[TASK MATERIAL — start]

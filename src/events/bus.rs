//! Thread-safe queue for platform DPI notifications using mpsc channels.
//!
//! - Any thread can post via `NotificationSender::post()`
//! - The UI thread polls via `NotificationQueue::drain()`
//!
//! The queue is the only part of the core that crosses threads. Everything
//! the drained notifications touch stays on the UI thread.

use std::sync::mpsc::{self, Receiver, Sender, TryRecvError};

use super::types::DpiNotification;

/// Multi-producer, single-consumer queue of [`DpiNotification`]s.
///
/// # Example
///
/// ```
/// use zoomscale::events::{DpiNotification, NotificationQueue};
/// use zoomscale::zoom::MonitorId;
///
/// let queue = NotificationQueue::new();
/// let sender = queue.sender();
///
/// sender.post(DpiNotification { monitor: MonitorId::PRIMARY, dpi: 144 });
///
/// let pending = queue.drain();
/// assert_eq!(pending.len(), 1);
/// ```
pub struct NotificationQueue {
    sender: Sender<DpiNotification>,
    receiver: Receiver<DpiNotification>,
}

impl NotificationQueue {
    pub fn new() -> Self {
        let (sender, receiver) = mpsc::channel();
        Self { sender, receiver }
    }

    /// Get a sender handle that can be cloned and moved to other threads.
    pub fn sender(&self) -> NotificationSender {
        NotificationSender {
            sender: self.sender.clone(),
        }
    }

    /// Try to receive the next notification without blocking.
    pub fn try_recv(&self) -> Option<DpiNotification> {
        match self.receiver.try_recv() {
            Ok(notification) => Some(notification),
            // The queue holds its own sender, so it never disconnects
            Err(TryRecvError::Empty) | Err(TryRecvError::Disconnected) => None,
        }
    }

    /// Drain all pending notifications, oldest first.
    pub fn drain(&self) -> Vec<DpiNotification> {
        let mut pending = Vec::new();
        while let Some(notification) = self.try_recv() {
            pending.push(notification);
        }
        pending
    }
}

impl Default for NotificationQueue {
    fn default() -> Self {
        Self::new()
    }
}

/// A cloneable, thread-safe handle for posting DPI notifications.
#[derive(Clone)]
pub struct NotificationSender {
    sender: Sender<DpiNotification>,
}

impl NotificationSender {
    /// Queue a notification for the next drain on the UI thread.
    ///
    /// If the queue has been dropped (session torn down) the send silently
    /// fails.
    pub fn post(&self, notification: DpiNotification) {
        let _ = self.sender.send(notification);
    }
}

[TASK MATERIAL — finish]

YOUR TASK
Report only how many lines in the records contain the word "handle".

PROBLEM SOLUTION
2